Items from a dataset

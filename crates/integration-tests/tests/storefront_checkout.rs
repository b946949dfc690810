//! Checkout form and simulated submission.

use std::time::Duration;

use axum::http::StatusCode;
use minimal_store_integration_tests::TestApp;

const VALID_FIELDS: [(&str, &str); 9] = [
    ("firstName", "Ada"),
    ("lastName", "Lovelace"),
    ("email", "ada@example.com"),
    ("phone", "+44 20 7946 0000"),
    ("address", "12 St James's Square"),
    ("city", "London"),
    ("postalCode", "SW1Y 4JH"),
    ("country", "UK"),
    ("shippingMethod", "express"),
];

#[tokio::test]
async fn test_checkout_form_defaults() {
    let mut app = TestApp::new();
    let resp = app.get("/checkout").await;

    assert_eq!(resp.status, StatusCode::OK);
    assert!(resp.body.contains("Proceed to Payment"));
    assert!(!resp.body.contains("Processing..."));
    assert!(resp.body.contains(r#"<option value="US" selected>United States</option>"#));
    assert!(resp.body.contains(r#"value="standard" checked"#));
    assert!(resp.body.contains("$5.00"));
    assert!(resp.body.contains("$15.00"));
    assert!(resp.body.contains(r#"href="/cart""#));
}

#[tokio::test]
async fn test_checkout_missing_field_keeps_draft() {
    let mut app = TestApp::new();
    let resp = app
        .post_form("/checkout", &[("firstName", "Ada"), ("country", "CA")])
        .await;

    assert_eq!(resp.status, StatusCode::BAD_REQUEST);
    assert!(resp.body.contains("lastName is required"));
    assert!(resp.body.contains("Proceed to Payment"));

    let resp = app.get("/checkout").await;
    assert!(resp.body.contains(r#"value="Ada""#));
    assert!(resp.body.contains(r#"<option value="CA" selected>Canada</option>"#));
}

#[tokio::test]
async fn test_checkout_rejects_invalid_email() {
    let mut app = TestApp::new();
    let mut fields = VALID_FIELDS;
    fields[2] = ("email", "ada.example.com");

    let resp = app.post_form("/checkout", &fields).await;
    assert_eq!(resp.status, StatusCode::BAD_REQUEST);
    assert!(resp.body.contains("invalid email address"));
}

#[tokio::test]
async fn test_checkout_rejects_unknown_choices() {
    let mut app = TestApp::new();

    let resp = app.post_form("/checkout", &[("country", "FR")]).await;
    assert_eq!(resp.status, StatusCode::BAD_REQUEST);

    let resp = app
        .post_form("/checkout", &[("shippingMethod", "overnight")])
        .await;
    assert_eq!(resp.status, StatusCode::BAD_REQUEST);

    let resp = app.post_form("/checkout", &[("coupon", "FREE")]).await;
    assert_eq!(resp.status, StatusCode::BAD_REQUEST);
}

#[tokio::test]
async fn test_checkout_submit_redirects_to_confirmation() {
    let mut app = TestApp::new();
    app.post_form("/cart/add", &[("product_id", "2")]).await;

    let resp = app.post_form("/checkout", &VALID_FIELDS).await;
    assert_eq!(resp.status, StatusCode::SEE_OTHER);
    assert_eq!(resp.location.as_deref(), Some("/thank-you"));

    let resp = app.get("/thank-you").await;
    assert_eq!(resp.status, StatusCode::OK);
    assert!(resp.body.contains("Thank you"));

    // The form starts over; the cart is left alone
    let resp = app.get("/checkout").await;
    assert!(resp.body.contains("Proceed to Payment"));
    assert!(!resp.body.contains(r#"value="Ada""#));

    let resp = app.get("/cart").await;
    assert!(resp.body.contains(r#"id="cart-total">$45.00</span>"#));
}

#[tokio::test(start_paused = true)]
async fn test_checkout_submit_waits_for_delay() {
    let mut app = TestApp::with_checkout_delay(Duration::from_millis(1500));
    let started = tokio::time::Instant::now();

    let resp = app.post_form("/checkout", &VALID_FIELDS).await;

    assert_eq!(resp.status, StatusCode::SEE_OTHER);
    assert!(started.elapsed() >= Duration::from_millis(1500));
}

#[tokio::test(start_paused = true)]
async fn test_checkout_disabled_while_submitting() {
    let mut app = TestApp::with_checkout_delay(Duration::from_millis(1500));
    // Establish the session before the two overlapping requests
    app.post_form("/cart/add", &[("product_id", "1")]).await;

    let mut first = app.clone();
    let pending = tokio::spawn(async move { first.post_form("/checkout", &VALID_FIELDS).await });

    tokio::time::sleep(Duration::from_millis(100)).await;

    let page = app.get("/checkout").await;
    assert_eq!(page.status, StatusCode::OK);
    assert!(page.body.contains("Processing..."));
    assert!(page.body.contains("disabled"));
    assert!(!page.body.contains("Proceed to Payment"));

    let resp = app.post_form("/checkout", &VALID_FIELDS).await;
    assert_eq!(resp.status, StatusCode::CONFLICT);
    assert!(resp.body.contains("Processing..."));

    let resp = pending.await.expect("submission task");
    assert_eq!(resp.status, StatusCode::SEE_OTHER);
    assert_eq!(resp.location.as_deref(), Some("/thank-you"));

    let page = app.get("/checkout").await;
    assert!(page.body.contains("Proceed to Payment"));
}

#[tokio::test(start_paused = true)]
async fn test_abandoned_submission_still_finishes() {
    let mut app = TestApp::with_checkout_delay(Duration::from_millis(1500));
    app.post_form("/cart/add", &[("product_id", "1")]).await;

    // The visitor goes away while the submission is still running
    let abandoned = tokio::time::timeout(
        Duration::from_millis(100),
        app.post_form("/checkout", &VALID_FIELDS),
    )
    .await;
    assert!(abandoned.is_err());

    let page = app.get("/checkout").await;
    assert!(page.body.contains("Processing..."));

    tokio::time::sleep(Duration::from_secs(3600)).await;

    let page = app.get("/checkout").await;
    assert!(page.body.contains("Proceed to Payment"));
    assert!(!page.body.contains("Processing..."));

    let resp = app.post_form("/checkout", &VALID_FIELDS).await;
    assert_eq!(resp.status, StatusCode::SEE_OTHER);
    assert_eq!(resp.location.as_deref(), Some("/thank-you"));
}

==

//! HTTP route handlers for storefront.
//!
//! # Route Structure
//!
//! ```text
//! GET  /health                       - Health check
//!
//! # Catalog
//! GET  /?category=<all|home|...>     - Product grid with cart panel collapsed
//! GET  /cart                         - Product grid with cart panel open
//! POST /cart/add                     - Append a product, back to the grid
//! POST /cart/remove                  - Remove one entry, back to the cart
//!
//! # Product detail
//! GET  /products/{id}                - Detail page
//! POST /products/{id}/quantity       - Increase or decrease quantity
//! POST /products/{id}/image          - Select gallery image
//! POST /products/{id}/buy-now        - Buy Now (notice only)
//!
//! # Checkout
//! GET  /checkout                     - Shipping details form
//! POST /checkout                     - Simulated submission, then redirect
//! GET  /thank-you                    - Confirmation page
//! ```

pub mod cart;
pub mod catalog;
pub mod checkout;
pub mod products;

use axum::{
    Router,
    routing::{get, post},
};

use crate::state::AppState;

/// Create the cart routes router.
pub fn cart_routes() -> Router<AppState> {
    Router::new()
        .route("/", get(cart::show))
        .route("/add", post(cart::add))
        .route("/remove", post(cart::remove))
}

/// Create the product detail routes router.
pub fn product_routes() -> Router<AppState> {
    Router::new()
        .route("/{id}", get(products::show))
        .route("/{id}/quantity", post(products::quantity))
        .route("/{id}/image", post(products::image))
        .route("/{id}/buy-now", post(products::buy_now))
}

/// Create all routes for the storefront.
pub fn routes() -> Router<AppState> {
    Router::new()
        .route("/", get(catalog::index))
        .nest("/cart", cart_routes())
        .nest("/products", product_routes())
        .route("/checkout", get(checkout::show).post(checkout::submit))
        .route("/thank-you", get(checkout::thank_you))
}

...

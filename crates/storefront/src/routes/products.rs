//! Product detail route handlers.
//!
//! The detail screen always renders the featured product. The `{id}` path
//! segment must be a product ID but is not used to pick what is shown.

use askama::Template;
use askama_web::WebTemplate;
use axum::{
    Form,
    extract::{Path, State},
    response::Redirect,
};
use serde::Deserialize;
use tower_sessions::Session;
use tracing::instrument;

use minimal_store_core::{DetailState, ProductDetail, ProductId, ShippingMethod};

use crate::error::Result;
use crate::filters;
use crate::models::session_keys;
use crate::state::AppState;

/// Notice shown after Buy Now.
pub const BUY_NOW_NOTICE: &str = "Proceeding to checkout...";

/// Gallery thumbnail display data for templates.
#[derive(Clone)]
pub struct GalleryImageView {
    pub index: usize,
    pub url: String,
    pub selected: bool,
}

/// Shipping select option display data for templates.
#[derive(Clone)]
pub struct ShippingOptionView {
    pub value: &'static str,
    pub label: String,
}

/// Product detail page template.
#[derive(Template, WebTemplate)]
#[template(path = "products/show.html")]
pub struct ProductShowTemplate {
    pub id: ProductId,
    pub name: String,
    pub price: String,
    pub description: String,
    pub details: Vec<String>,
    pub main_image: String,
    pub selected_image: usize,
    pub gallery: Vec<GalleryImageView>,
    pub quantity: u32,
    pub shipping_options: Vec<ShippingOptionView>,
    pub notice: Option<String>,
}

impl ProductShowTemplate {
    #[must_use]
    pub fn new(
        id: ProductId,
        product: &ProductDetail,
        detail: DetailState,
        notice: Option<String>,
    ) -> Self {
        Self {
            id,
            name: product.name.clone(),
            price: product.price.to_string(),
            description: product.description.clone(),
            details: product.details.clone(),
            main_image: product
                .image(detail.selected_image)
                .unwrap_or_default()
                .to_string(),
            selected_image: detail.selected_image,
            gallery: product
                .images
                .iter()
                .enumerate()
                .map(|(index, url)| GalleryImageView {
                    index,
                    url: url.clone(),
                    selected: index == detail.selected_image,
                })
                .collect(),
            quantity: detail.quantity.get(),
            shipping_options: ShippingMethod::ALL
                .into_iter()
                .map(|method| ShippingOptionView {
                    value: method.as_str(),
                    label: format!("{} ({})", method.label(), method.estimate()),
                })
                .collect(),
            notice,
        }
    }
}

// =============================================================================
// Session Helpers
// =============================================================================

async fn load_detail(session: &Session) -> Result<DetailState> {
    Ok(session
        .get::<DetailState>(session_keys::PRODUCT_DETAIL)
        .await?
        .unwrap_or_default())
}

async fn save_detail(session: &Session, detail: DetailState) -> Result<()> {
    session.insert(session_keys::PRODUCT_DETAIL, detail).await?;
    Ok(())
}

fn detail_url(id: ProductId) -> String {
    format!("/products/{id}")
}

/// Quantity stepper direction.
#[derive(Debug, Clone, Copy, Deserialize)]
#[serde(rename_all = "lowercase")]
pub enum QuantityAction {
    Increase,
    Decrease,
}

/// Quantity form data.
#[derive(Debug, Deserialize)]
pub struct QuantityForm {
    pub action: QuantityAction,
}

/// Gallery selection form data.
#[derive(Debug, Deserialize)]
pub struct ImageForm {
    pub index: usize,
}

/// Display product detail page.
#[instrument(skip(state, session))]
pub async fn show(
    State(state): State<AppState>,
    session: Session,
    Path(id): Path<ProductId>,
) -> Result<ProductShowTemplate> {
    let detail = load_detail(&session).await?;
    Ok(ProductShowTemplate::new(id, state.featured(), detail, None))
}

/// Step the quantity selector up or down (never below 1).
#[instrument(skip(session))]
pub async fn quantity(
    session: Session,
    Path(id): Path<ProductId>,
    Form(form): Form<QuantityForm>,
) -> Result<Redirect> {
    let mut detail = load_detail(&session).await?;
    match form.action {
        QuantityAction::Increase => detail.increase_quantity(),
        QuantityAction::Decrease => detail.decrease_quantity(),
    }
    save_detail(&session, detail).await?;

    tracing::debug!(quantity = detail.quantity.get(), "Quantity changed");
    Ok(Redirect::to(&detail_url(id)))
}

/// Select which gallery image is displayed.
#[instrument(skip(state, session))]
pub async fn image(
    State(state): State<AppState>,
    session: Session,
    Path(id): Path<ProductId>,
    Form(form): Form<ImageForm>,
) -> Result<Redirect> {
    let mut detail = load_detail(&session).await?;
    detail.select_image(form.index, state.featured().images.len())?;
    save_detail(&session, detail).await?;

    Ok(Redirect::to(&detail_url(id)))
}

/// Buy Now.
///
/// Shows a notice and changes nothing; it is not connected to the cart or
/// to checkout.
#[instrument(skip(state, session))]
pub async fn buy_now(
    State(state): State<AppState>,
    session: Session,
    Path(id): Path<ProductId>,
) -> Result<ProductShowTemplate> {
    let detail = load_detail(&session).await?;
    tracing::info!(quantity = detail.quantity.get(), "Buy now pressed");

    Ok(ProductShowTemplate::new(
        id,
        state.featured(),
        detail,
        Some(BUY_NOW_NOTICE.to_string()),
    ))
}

**ACTION ITEM**:
Collect the lines of the data that carry the word "grid".

**OUTPUT FOR THIS TASK**:
//! GET  /?category=<all|home|...>     - Product grid with cart panel collapsed
//! GET  /cart                         - Product grid with cart panel open
//! POST /cart/add                     - Append a product, back to the grid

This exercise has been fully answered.